Data extracted from a collection:
=-=-=

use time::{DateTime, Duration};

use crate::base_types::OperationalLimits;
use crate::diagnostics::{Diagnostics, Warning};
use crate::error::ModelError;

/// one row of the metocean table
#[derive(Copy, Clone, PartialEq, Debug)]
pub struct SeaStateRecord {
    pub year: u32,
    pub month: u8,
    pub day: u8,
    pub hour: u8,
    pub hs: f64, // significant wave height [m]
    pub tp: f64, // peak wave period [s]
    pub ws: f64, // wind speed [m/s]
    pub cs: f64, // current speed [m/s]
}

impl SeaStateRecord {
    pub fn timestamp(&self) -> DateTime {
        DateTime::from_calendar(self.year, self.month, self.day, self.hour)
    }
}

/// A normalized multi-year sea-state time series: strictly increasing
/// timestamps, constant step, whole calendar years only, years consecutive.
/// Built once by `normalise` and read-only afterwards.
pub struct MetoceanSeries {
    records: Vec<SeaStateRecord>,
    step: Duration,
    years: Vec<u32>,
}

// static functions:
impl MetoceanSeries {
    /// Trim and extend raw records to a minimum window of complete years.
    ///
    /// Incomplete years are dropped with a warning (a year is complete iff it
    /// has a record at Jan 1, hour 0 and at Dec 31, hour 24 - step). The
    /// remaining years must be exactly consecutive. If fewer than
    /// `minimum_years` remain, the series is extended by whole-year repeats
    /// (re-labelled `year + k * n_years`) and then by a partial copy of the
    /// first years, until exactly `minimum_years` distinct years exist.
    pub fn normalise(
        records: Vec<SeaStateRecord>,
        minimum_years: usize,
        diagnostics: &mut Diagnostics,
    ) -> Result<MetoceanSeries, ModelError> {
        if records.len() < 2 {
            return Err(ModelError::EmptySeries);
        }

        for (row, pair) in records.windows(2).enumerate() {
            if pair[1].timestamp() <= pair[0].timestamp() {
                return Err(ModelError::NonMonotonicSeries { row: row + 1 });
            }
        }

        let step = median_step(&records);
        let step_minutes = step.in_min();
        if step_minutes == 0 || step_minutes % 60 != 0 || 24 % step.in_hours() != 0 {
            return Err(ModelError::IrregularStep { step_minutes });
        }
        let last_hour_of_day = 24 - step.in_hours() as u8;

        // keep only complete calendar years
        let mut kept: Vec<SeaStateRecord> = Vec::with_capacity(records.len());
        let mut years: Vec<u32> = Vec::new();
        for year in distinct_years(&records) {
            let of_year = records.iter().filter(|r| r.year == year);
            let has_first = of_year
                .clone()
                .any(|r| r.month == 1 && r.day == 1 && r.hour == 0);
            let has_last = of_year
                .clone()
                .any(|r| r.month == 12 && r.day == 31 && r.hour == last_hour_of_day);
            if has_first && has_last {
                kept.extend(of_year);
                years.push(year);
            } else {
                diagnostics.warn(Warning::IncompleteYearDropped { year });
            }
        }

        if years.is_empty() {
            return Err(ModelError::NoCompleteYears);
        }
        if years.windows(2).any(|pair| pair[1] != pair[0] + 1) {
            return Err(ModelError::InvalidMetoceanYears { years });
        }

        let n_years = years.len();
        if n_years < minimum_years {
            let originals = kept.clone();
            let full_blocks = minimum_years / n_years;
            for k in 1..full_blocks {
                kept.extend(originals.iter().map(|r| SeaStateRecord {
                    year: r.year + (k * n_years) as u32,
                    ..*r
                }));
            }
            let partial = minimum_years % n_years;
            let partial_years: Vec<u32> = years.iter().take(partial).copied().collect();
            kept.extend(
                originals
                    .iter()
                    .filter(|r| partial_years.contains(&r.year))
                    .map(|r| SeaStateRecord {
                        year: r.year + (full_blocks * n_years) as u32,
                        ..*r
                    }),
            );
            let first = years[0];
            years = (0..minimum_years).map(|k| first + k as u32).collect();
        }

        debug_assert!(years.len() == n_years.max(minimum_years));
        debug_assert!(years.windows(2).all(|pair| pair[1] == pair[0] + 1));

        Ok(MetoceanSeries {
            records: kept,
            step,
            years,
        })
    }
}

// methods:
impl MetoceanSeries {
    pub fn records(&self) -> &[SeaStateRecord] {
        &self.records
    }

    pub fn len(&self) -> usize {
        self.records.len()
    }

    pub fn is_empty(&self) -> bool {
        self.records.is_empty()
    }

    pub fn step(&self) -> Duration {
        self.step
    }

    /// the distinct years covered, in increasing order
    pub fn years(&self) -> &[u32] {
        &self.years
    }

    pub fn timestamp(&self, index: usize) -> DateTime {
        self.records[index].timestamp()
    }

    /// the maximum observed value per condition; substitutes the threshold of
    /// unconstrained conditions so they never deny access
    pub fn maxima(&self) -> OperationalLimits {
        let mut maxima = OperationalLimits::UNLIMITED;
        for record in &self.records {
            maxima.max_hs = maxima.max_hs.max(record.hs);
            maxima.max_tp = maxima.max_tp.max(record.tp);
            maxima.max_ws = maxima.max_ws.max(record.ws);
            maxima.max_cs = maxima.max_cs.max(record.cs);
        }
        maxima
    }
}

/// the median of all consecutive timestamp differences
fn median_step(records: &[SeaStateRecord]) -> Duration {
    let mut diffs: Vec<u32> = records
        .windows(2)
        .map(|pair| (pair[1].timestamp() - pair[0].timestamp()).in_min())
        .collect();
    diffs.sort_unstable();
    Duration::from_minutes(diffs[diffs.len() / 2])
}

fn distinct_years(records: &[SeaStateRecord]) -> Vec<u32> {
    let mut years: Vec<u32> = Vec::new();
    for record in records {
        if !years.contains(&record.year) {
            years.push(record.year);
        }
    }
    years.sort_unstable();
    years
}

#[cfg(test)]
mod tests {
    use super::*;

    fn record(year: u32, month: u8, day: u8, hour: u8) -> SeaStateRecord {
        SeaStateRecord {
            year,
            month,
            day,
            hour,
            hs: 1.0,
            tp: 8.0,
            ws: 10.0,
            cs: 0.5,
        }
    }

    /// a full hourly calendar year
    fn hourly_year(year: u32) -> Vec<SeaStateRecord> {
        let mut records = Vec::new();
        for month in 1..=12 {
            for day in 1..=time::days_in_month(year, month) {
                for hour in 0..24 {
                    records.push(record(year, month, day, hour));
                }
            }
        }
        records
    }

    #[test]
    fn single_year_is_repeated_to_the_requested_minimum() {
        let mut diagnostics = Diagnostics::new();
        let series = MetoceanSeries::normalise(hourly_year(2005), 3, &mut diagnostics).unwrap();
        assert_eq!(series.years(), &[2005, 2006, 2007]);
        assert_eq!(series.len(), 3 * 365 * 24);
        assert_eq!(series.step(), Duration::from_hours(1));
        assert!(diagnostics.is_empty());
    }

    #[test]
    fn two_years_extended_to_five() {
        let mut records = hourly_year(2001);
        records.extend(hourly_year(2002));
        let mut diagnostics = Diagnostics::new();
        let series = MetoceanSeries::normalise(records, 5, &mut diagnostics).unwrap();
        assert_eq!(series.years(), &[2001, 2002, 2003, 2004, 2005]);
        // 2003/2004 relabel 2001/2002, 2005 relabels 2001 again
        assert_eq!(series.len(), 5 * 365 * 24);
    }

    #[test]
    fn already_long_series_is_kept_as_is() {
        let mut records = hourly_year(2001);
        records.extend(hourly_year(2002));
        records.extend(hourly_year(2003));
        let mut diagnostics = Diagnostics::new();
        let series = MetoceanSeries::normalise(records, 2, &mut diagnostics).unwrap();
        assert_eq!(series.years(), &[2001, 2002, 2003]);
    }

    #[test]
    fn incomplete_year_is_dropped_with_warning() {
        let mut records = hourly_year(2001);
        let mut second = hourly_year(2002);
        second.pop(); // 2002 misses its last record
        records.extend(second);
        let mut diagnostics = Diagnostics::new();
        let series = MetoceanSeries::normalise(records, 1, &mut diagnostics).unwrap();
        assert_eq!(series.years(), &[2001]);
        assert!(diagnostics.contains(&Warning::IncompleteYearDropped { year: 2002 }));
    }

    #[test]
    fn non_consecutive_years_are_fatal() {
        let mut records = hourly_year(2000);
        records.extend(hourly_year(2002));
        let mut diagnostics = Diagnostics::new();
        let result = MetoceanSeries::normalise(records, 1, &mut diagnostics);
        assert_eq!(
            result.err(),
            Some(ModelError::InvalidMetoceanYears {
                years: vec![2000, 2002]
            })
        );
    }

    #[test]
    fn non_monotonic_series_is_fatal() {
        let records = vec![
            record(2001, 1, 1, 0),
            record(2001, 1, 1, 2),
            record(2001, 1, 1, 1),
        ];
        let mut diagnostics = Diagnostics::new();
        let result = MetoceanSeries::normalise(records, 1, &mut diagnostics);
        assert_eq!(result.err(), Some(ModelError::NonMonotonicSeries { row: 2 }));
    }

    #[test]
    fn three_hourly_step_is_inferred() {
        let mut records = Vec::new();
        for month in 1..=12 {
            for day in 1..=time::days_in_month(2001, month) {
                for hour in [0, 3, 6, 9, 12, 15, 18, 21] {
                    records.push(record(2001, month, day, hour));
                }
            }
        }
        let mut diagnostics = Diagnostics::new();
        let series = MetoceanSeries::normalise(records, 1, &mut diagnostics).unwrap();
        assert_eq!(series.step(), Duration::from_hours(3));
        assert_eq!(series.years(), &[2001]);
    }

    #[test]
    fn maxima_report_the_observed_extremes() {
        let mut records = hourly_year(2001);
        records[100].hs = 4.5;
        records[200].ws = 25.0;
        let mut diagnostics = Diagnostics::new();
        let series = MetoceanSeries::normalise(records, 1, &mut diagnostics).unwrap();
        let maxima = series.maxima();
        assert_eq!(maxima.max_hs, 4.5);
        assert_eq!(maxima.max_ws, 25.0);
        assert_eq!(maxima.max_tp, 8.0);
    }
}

=-=-=

EXERCISE GOAL: Using the entries above, find all lines with "speed". Copy them.

ANSWER SECTION:
    pub ws: f64, // wind speed [m/s]
    pub cs: f64, // current speed [m/s]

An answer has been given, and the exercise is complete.